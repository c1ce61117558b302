//! OpenTelemetry meter provider setup and lifecycle.
//!
//! Builds an `SdkMeterProvider` with a periodic reader over the configured
//! exporter and installs it as the global meter provider. The returned
//! [`MetricsGuard`] owns the provider; call `shutdown()` before exit so the
//! final batch is flushed.

use std::sync::Arc;

use opentelemetry::global;
use opentelemetry::metrics::{Meter, MeterProvider};
use opentelemetry_otlp::WithExportConfig;
use opentelemetry_sdk::Resource;
use opentelemetry_sdk::metrics::{PeriodicReader, SdkMeterProvider};
use tracing::info;

use crate::admission::AdmissionCounter;
use crate::config::{ExporterKind, MetricsConfig, QuotaConfig};
use crate::error::TelemetryError;
use crate::meter::GatedMeter;

/// RAII guard holding the `SdkMeterProvider`.
///
/// Tests should use `provider()` and build meters from it directly rather
/// than going through the global provider.
pub struct MetricsGuard {
    provider: SdkMeterProvider,
}

impl MetricsGuard {
    pub fn provider(&self) -> &SdkMeterProvider {
        &self.provider
    }

    /// Meter scoped to `name` from the owned provider.
    pub fn meter(&self, name: &'static str) -> Meter {
        self.provider.meter(name)
    }

    /// Gated meter over a fresh counter built from `quota`.
    pub fn gated_meter(&self, quota: &QuotaConfig) -> GatedMeter {
        let meter = self.provider.meter_with_scope(
            opentelemetry::InstrumentationScope::builder(quota.meter_name.clone()).build(),
        );
        GatedMeter::new(meter, Arc::new(AdmissionCounter::from_config(quota)))
    }

    pub fn force_flush(&self) -> Result<(), TelemetryError> {
        self.provider
            .force_flush()
            .map_err(|e| TelemetryError::Flush {
                reason: e.to_string(),
            })
    }

    /// Flush pending metrics and stop the reader.
    pub fn shutdown(&self) -> Result<(), TelemetryError> {
        self.provider
            .shutdown()
            .map_err(|e| TelemetryError::Shutdown {
                reason: e.to_string(),
            })
    }
}

/// Initializes the metrics export pipeline.
///
/// With `ExporterKind::None` the provider has no reader: instruments accept
/// measurements and nothing leaves the process.
pub fn init_metrics(config: &MetricsConfig) -> Result<MetricsGuard, TelemetryError> {
    let resource = Resource::builder()
        .with_service_name(config.service_name.clone())
        .build();

    let builder = SdkMeterProvider::builder().with_resource(resource);

    let provider = match config.exporter {
        ExporterKind::None => builder.build(),
        ExporterKind::Stdout => {
            let exporter = opentelemetry_stdout::MetricExporter::default();
            let reader = PeriodicReader::builder(exporter)
                .with_interval(config.export_interval)
                .build();
            builder.with_reader(reader).build()
        }
        ExporterKind::Otlp => {
            let mut exporter_builder = opentelemetry_otlp::MetricExporter::builder().with_http();

            if let Some(ref endpoint) = config.otlp_endpoint {
                exporter_builder = exporter_builder.with_endpoint(endpoint);
            }

            let exporter = exporter_builder
                .build()
                .map_err(|e| TelemetryError::ExporterBuild {
                    reason: e.to_string(),
                })?;
            let reader = PeriodicReader::builder(exporter)
                .with_interval(config.export_interval)
                .build();
            builder.with_reader(reader).build()
        }
    };

    global::set_meter_provider(provider.clone());

    info!(
        exporter = %config.exporter,
        service_name = %config.service_name,
        "Metrics pipeline initialized"
    );

    Ok(MetricsGuard { provider })
}
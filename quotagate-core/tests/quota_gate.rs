//! End-to-end behaviour of the shared admission quota.
//!
//! Covers forwarding up to the ceiling, permanent rejection, sharing across
//! recorders of different value kinds, concurrency, and the debug event
//! emitted for every dropped observation.

mod helpers;

use std::sync::Arc;
use std::thread;

use opentelemetry::KeyValue;
use quotagate_core::{AdmissionCounter, GatedRecorder, MeasurementKind};

use helpers::{RecordingInstrument, with_captured_logs};

// ─────────────────────────────────────────────────────────────────────────────
// Scenarios
// ─────────────────────────────────────────────────────────────────────────────

#[test]
fn test_build_latency_first_200_forwarded() {
    let admission = Arc::new(AdmissionCounter::new(200));
    let instrument = RecordingInstrument::<f64>::new();
    let recorder = GatedRecorder::new("build-latency", Arc::clone(&instrument), admission);

    let ((), logs) = with_captured_logs(|| {
        for i in 0..250 {
            recorder.record(
                i as f64 * 0.5,
                &[
                    KeyValue::new("call", i as i64),
                    KeyValue::new("step", format!("step-{i}")),
                ],
            );
        }
    });

    let calls = instrument.calls();
    assert_eq!(calls.len(), 200);
    for (i, (value, labels)) in calls.iter().enumerate() {
        assert_eq!(*value, i as f64 * 0.5);
        assert_eq!(
            labels,
            &vec![
                KeyValue::new("call", i as i64),
                KeyValue::new("step", format!("step-{i}")),
            ]
        );
    }

    let skipped = logs.skipped();
    assert_eq!(skipped.len(), 50);
    for event in &skipped {
        assert_eq!(event.level, tracing::Level::DEBUG);
        assert_eq!(event.field("instrument"), Some("build-latency"));
        assert_eq!(event.field("ceiling"), Some("200"));
        assert_eq!(event.field("kind"), Some("f64"));
    }
}

#[test]
fn test_quota_shared_across_value_kinds() {
    let admission = Arc::new(AdmissionCounter::new(2));
    let a_inst = RecordingInstrument::<f64>::new();
    let b_inst = RecordingInstrument::<i64>::new();
    let a = GatedRecorder::new("a", Arc::clone(&a_inst), Arc::clone(&admission));
    let b = GatedRecorder::new("b", Arc::clone(&b_inst), Arc::clone(&admission));
    assert_eq!(b.kind(), MeasurementKind::I64);

    let ((), logs) = with_captured_logs(|| {
        a.record(1.0, &[]);
        b.record(2, &[]);
        a.record(3.0, &[]);
        b.record(4, &[]);
    });

    assert_eq!(a_inst.calls(), vec![(1.0, vec![])]);
    assert_eq!(b_inst.calls(), vec![(2, vec![])]);

    let skipped: Vec<_> = logs
        .skipped()
        .iter()
        .map(|e| e.field("instrument").unwrap_or_default().to_string())
        .collect();
    assert_eq!(skipped, vec!["a", "b"]);
}

#[test]
fn test_zero_ceiling_rejects_first_call() {
    let admission = Arc::new(AdmissionCounter::new(0));
    let instrument = RecordingInstrument::<u64>::new();
    let recorder = GatedRecorder::new("never", Arc::clone(&instrument), admission);

    let ((), logs) = with_captured_logs(|| {
        for n in 0..5 {
            recorder.record(n, &[KeyValue::new("n", n as i64)]);
        }
    });

    assert_eq!(instrument.len(), 0);
    assert_eq!(logs.skipped().len(), 5);
    assert!(
        logs.skipped()
            .iter()
            .all(|e| e.field("ceiling") == Some("0"))
    );
}

// ─────────────────────────────────────────────────────────────────────────────
// Invariants
// ─────────────────────────────────────────────────────────────────────────────

#[test]
fn test_gate_never_reopens() {
    let admission = Arc::new(AdmissionCounter::new(3));
    let first = RecordingInstrument::<f64>::new();
    let recorder = GatedRecorder::new("first", Arc::clone(&first), Arc::clone(&admission));

    for _ in 0..10 {
        recorder.record(1.0, &[]);
    }
    assert_eq!(first.len(), 3);

    // Recorders created after exhaustion are rejected too.
    let late = RecordingInstrument::<u64>::new();
    let late_recorder = GatedRecorder::new("late", Arc::clone(&late), Arc::clone(&admission));
    for _ in 0..10 {
        late_recorder.record(1, &[]);
    }
    assert_eq!(late.len(), 0);
    assert_eq!(first.len(), 3);
    assert!(admission.is_exhausted());
}

#[test]
fn test_construction_does_not_consume_quota() {
    let admission = Arc::new(AdmissionCounter::new(1));
    let instrument = RecordingInstrument::<f64>::new();

    let recorders: Vec<_> = (0..100)
        .map(|n| {
            GatedRecorder::new(
                format!("r{n}"),
                Arc::clone(&instrument),
                Arc::clone(&admission),
            )
        })
        .collect();
    assert_eq!(admission.attempts(), 0);

    recorders[99].record(9.0, &[]);
    assert_eq!(instrument.calls(), vec![(9.0, vec![])]);
}

#[test]
fn test_admitted_path_emits_no_skip_event() {
    let admission = Arc::new(AdmissionCounter::new(10));
    let instrument = RecordingInstrument::<f64>::new();
    let recorder = GatedRecorder::new("quiet", Arc::clone(&instrument), admission);

    let ((), logs) = with_captured_logs(|| {
        for _ in 0..10 {
            recorder.record(0.0, &[]);
        }
    });

    assert_eq!(instrument.len(), 10);
    assert!(logs.skipped().is_empty());
}

#[test]
fn test_independent_counters_do_not_interfere() {
    let left = Arc::new(AdmissionCounter::new(1));
    let right = Arc::new(AdmissionCounter::new(1));
    let left_inst = RecordingInstrument::<f64>::new();
    let right_inst = RecordingInstrument::<f64>::new();
    let l = GatedRecorder::new("l", Arc::clone(&left_inst), left);
    let r = GatedRecorder::new("r", Arc::clone(&right_inst), right);

    l.record(1.0, &[]);
    l.record(1.0, &[]);
    r.record(2.0, &[]);

    assert_eq!(left_inst.len(), 1);
    assert_eq!(right_inst.len(), 1);
}

// ─────────────────────────────────────────────────────────────────────────────
// Concurrency
// ─────────────────────────────────────────────────────────────────────────────

fn run_concurrent(threads: usize, per_thread: usize, ceiling: u64) -> (usize, usize) {
    let admission = Arc::new(AdmissionCounter::new(ceiling));
    let floats = RecordingInstrument::<f64>::new();
    let ints = RecordingInstrument::<i64>::new();
    let f = GatedRecorder::new("f", Arc::clone(&floats), Arc::clone(&admission));
    let i = GatedRecorder::new("i", Arc::clone(&ints), Arc::clone(&admission));

    thread::scope(|scope| {
        for t in 0..threads {
            let f = &f;
            let i = &i;
            scope.spawn(move || {
                for n in 0..per_thread {
                    let labels = [KeyValue::new("thread", t as i64)];
                    if (t + n) % 2 == 0 {
                        f.record(n as f64, &labels);
                    } else {
                        i.record(n as i64, &labels);
                    }
                }
            });
        }
    });

    assert_eq!(admission.attempts(), (threads * per_thread) as u64);
    (floats.len() + ints.len(), threads * per_thread)
}

#[test]
fn test_concurrent_records_admit_exactly_ceiling() {
    let (forwarded, total) = run_concurrent(16, 250, 200);
    assert_eq!(total, 4_000);
    assert_eq!(forwarded, 200);
}

#[test]
fn test_admitted_count_independent_of_thread_count() {
    for threads in [1, 2, 4, 8, 32] {
        let per_thread = 960 / threads;
        let (forwarded, _) = run_concurrent(threads, per_thread, 500);
        assert_eq!(forwarded, 500, "threads = {threads}");
    }
}

#[test]
fn test_concurrent_under_ceiling_forwards_everything() {
    let (forwarded, total) = run_concurrent(8, 10, 1_000);
    assert_eq!(forwarded, total);
}
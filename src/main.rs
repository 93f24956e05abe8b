//! CLI entry point for blogforge

use anyhow::{Context, Result};
use blogforge::commands::list::ListKind;
use blogforge::generator::DEFAULT_WORKERS;
use blogforge::Blog;
use clap::{Parser, Subcommand};
use std::path::PathBuf;
use tracing_subscriber::{layer::SubscriberExt, util::SubscriberInitExt};

#[derive(Parser)]
#[command(name = "blogforge")]
#[command(version)]
#[command(about = "Build a personal blog from markdown prototypes", long_about = None)]
struct Cli {
    /// Set the base directory (defaults to current directory)
    #[arg(short, long, global = true)]
    cwd: Option<PathBuf>,

    /// Enable debug output
    #[arg(short, long, global = true)]
    debug: bool,

    #[command(subcommand)]
    command: Option<Commands>,
}

#[derive(Subcommand)]
enum Commands {
    /// Generate every page (the default)
    #[command(alias = "g")]
    Generate {
        /// Maximum number of render jobs running at once
        #[arg(short, long, default_value_t = DEFAULT_WORKERS)]
        jobs: usize,

        /// Build without reading config.yml
        #[arg(long)]
        no_config: bool,

        /// Template directory (defaults to <cwd>/templates, then the built-in theme)
        #[arg(short, long)]
        templates: Option<PathBuf>,
    },

    /// Remove generated pages
    Clean,

    /// List site information
    List {
        /// Type of content to list (post, tag)
        #[arg(default_value = "post")]
        r#type: ListKind,
    },

    /// Display version information
    Version,
}

#[tokio::main]
async fn main() -> Result<()> {
    let cli = Cli::parse();

    // Initialize logging
    let filter = if cli.debug {
        "blogforge=debug,info"
    } else {
        "blogforge=info"
    };

    tracing_subscriber::registry()
        .with(
            tracing_subscriber::EnvFilter::try_from_default_env().unwrap_or_else(|_| filter.into()),
        )
        .with(tracing_subscriber::fmt::layer())
        .init();

    let base_dir = match cli.cwd {
        Some(dir) => dir,
        None => std::env::current_dir().context("Cannot determine the current directory")?,
    };

    let command = cli.command.unwrap_or(Commands::Generate {
        jobs: DEFAULT_WORKERS,
        no_config: false,
        templates: None,
    });

    match command {
        Commands::Generate {
            jobs,
            no_config,
            templates,
        } => {
            let mut blog = Blog::new(&base_dir);
            if no_config {
                blog = blog.without_site_config();
            }
            if let Some(dir) = templates {
                blog = blog.with_templates_dir(dir);
            }

            tracing::info!("Generating site in {:?}", base_dir);
            let summary = blogforge::commands::generate::run(&blog, jobs)
                .await
                .with_context(|| format!("Build failed in {}", base_dir.display()))?;
            println!(
                "Generated {} pages ({} posts, {} tags)",
                summary.total(),
                summary.posts,
                summary.tags
            );
        }

        Commands::Clean => {
            let blog = Blog::new(&base_dir);
            tracing::info!("Cleaning generated pages...");
            let removed = blog.clean().context("Clean failed")?;
            println!("Removed {} pages", removed);
        }

        Commands::List { r#type } => {
            let blog = Blog::new(&base_dir);
            blogforge::commands::list::run(&blog, r#type)?;
        }

        Commands::Version => {
            println!("blogforge version {}", env!("CARGO_PKG_VERSION"));
        }
    }

    Ok(())
}
//! Content module - source documents, posts and the content snapshot

mod header;
mod markdown;
mod post;
mod snapshot;

pub use header::{split_header, Document, MarkdownDocumentParser, MetadataParser};
pub use markdown::MarkdownRenderer;
pub use post::{parse_date, split_tags, Post, PostMetadata, DATE_FORMAT};
pub use snapshot::{ContentLoader, ContentSnapshot};
//! blogforge: a static site generator for a personal markdown blog
//!
//! Posts are read from `<root>/prototypes/`, each starting with a
//! `key: value` metadata header. A build produces `<root>/index.html`,
//! `<root>/posts/<name>.html` and `<root>/tags/<tag>.html`.

pub mod commands;
pub mod config;
pub mod content;
pub mod error;
pub mod generator;
pub mod templates;

use std::path::{Path, PathBuf};

pub use error::{Error, Result};

use config::SiteSource;
use content::{ContentLoader, ContentSnapshot};
use generator::{OutputRoots, RenderSummary};
use templates::TeraEngine;

/// A blog project rooted at one directory
#[derive(Debug, Clone)]
pub struct Blog {
    /// Base directory
    pub base_dir: PathBuf,
    /// Source documents
    pub prototypes_dir: PathBuf,
    /// Site configuration source
    pub site_source: SiteSource,
    /// Template directory; the built-in theme is used when it does not exist
    pub templates_dir: PathBuf,
    /// Where pages are written
    pub output: OutputRoots,
}

impl Blog {
    /// Standard layout under `base_dir`
    pub fn new<P: AsRef<Path>>(base_dir: P) -> Self {
        let base_dir = base_dir.as_ref().to_path_buf();
        Self {
            prototypes_dir: base_dir.join("prototypes"),
            site_source: SiteSource::File(base_dir.join("config.yml")),
            templates_dir: base_dir.join("templates"),
            output: OutputRoots::under(&base_dir),
            base_dir,
        }
    }

    /// Build without reading `config.yml`
    pub fn without_site_config(mut self) -> Self {
        self.site_source = SiteSource::None;
        self
    }

    pub fn with_templates_dir<P: AsRef<Path>>(mut self, dir: P) -> Self {
        self.templates_dir = dir.as_ref().to_path_buf();
        self
    }

    /// Load all posts and the site config
    pub fn load_snapshot(&self) -> Result<ContentSnapshot> {
        ContentLoader::default().load(&self.prototypes_dir, &self.site_source)
    }

    /// Template engine for this project
    pub fn template_engine(&self) -> Result<TeraEngine> {
        if self.templates_dir.is_dir() {
            tracing::debug!("Using templates from {:?}", self.templates_dir);
            TeraEngine::from_dir(&self.templates_dir)
        } else {
            TeraEngine::embedded()
        }
    }

    /// Generate the static site
    pub async fn generate(&self) -> Result<RenderSummary> {
        commands::generate::run(self, generator::DEFAULT_WORKERS).await
    }

    /// Remove generated pages
    pub fn clean(&self) -> Result<usize> {
        commands::clean::run(self)
    }
}

#[cfg(test)]
mod tests {
    use super::*;
    use std::fs;

    fn setup(dir: &Path) {
        let prototypes = dir.join("prototypes");
        fs::create_dir_all(&prototypes).unwrap();
        let date = chrono::Local::now().format("%d-%m-%Y").to_string();
        fs::write(
            prototypes.join("test.md"),
            format!("title: test\ndate: {date}\ntags: test\nname: test\nsummary: test\n-------------\n\n#test header\ntest content"),
        )
        .unwrap();
        fs::write(
            dir.join("config.yml"),
            "github: github.com\nstackoverflow: stackoverflow.com\nlinkedin: linkedin.com\nemail: email@email.com\nresume: resume.pdf\nprofile_picture: my_profile.png\nblog_title: test blog\n",
        )
        .unwrap();
    }

    #[tokio::test]
    async fn test_single_post_site() {
        let dir = tempfile::tempdir().unwrap();
        setup(dir.path());
        let blog = Blog::new(dir.path());

        let summary = blog.generate().await.unwrap();
        assert_eq!(summary.total(), 3);

        let post = fs::read_to_string(dir.path().join("posts/test.html")).unwrap();
        assert!(post.contains("<h1>test header</h1>\n\n<p>test content</p>"));
        assert!(post.contains(r#"href="../tags/test.html""#));
        assert!(post.contains("<title>test - test blog</title>"));
        assert!(post.contains(r#"href="mailto:email@email.com""#));
        assert!(post.contains(r#"src="../my_profile.png""#));
        assert!(post.contains(r#"href="../resume.pdf""#));

        let tag = fs::read_to_string(dir.path().join("tags/test.html")).unwrap();
        assert!(tag.contains(r#"href="../posts/test.html""#));
        assert!(tag.contains("TEST"));
        assert!(tag.contains(r#"src="../my_profile.png""#));

        let home = fs::read_to_string(dir.path().join("index.html")).unwrap();
        assert!(home.contains(r#"href="posts/test.html""#));
        assert!(home.contains(r#"src="my_profile.png""#));
    }

    #[tokio::test]
    async fn test_rebuild_is_idempotent() {
        let dir = tempfile::tempdir().unwrap();
        setup(dir.path());
        let blog = Blog::new(dir.path());

        blog.generate().await.unwrap();
        let pages = ["index.html", "posts/test.html", "tags/test.html"];
        let before: Vec<_> = pages
            .iter()
            .map(|p| fs::read(dir.path().join(p)).unwrap())
            .collect();

        blog.generate().await.unwrap();
        let after: Vec<_> = pages
            .iter()
            .map(|p| fs::read(dir.path().join(p)).unwrap())
            .collect();
        assert_eq!(before, after);
    }

    #[tokio::test]
    async fn test_missing_date_writes_nothing() {
        let dir = tempfile::tempdir().unwrap();
        setup(dir.path());
        fs::write(
            dir.path().join("prototypes/undated.md"),
            "title: undated\ntags: test\nname: undated\nsummary: none\n-------------\nbody",
        )
        .unwrap();

        let err = Blog::new(dir.path()).generate().await.unwrap_err();
        assert!(matches!(err, Error::MalformedMetadata { .. }));
        assert!(!dir.path().join("index.html").exists());
        assert!(!dir.path().join("posts").exists());
        assert!(!dir.path().join("tags").exists());
    }

    #[tokio::test]
    async fn test_empty_tags_field_renders_one_tag_page() {
        let dir = tempfile::tempdir().unwrap();
        setup(dir.path());
        fs::write(
            dir.path().join("prototypes/test.md"),
            "title: untagged\ndate: 01-01-2024\ntags: \"\"\nname: untagged\nsummary: none\n-------------\nbody",
        )
        .unwrap();

        let blog = Blog::new(dir.path());
        let snapshot = blog.load_snapshot().unwrap();
        assert_eq!(snapshot.tag_set().len(), 1);
        assert!(snapshot.tag_set().contains(""));

        let summary = blog.generate().await.unwrap();
        assert_eq!(summary.tags, 1);
        assert!(dir.path().join("tags/.html").is_file());
    }

    #[tokio::test]
    async fn test_tag_with_path_separator_writes_nothing() {
        for tags in ["../index", "ci/cd, rust"] {
            let dir = tempfile::tempdir().unwrap();
            setup(dir.path());
            fs::write(
                dir.path().join("prototypes/escape.md"),
                format!("title: escape\ndate: 01-01-2024\ntags: {tags}\nname: escape\n-------------\nbody"),
            )
            .unwrap();

            let err = Blog::new(dir.path()).generate().await.unwrap_err();
            assert!(matches!(err, Error::MalformedMetadata { .. }), "{tags}");
            assert!(!dir.path().join("index.html").exists());
            assert!(!dir.path().join("tags").exists());
        }
    }

    #[tokio::test]
    async fn test_without_site_config() {
        let dir = tempfile::tempdir().unwrap();
        setup(dir.path());
        fs::remove_file(dir.path().join("config.yml")).unwrap();

        let err = Blog::new(dir.path()).generate().await.unwrap_err();
        assert!(matches!(err, Error::ConfigNotFound(_)));

        let blog = Blog::new(dir.path()).without_site_config();
        blog.generate().await.unwrap();
        let home = fs::read_to_string(dir.path().join("index.html")).unwrap();
        assert!(home.contains("<title>Blog</title>"));
    }

    #[tokio::test]
    async fn test_custom_templates_dir() {
        let dir = tempfile::tempdir().unwrap();
        setup(dir.path());
        let templates = dir.path().join("templates");
        fs::create_dir_all(&templates).unwrap();
        fs::write(templates.join("home.html"), "{% for p in posts %}{{ p.name }};{% endfor %}").unwrap();
        fs::write(templates.join("post.html"), "{{ post.content }}").unwrap();
        fs::write(templates.join("tags.html"), "{{ tag }}:{{ posts | length }}").unwrap();

        Blog::new(dir.path()).generate().await.unwrap();
        assert_eq!(
            fs::read_to_string(dir.path().join("index.html")).unwrap(),
            "test;"
        );
        assert_eq!(
            fs::read_to_string(dir.path().join("tags/test.html")).unwrap(),
            "test:1"
        );
    }

    #[tokio::test]
    async fn test_incomplete_templates_dir_fails_before_writing() {
        let dir = tempfile::tempdir().unwrap();
        setup(dir.path());
        let templates = dir.path().join("templates");
        fs::create_dir_all(&templates).unwrap();
        fs::write(templates.join("home.html"), "home").unwrap();

        let err = Blog::new(dir.path()).generate().await.unwrap_err();
        assert!(matches!(err, Error::TemplateNotFound(_)));
        assert!(!dir.path().join("index.html").exists());
    }
}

***

**PROBLEM REQUIREMENTS**:
All lines above that include the word "total" should be located and copied.

**RESULT OF THE TASK**:
    let (forwarded, total) = run_concurrent(16, 250, 200);
    assert_eq!(total, 4_000);
    let (forwarded, total) = run_concurrent(8, 10, 1_000);
    assert_eq!(forwarded, total);
                summary.total(),
        assert_eq!(summary.total(), 3);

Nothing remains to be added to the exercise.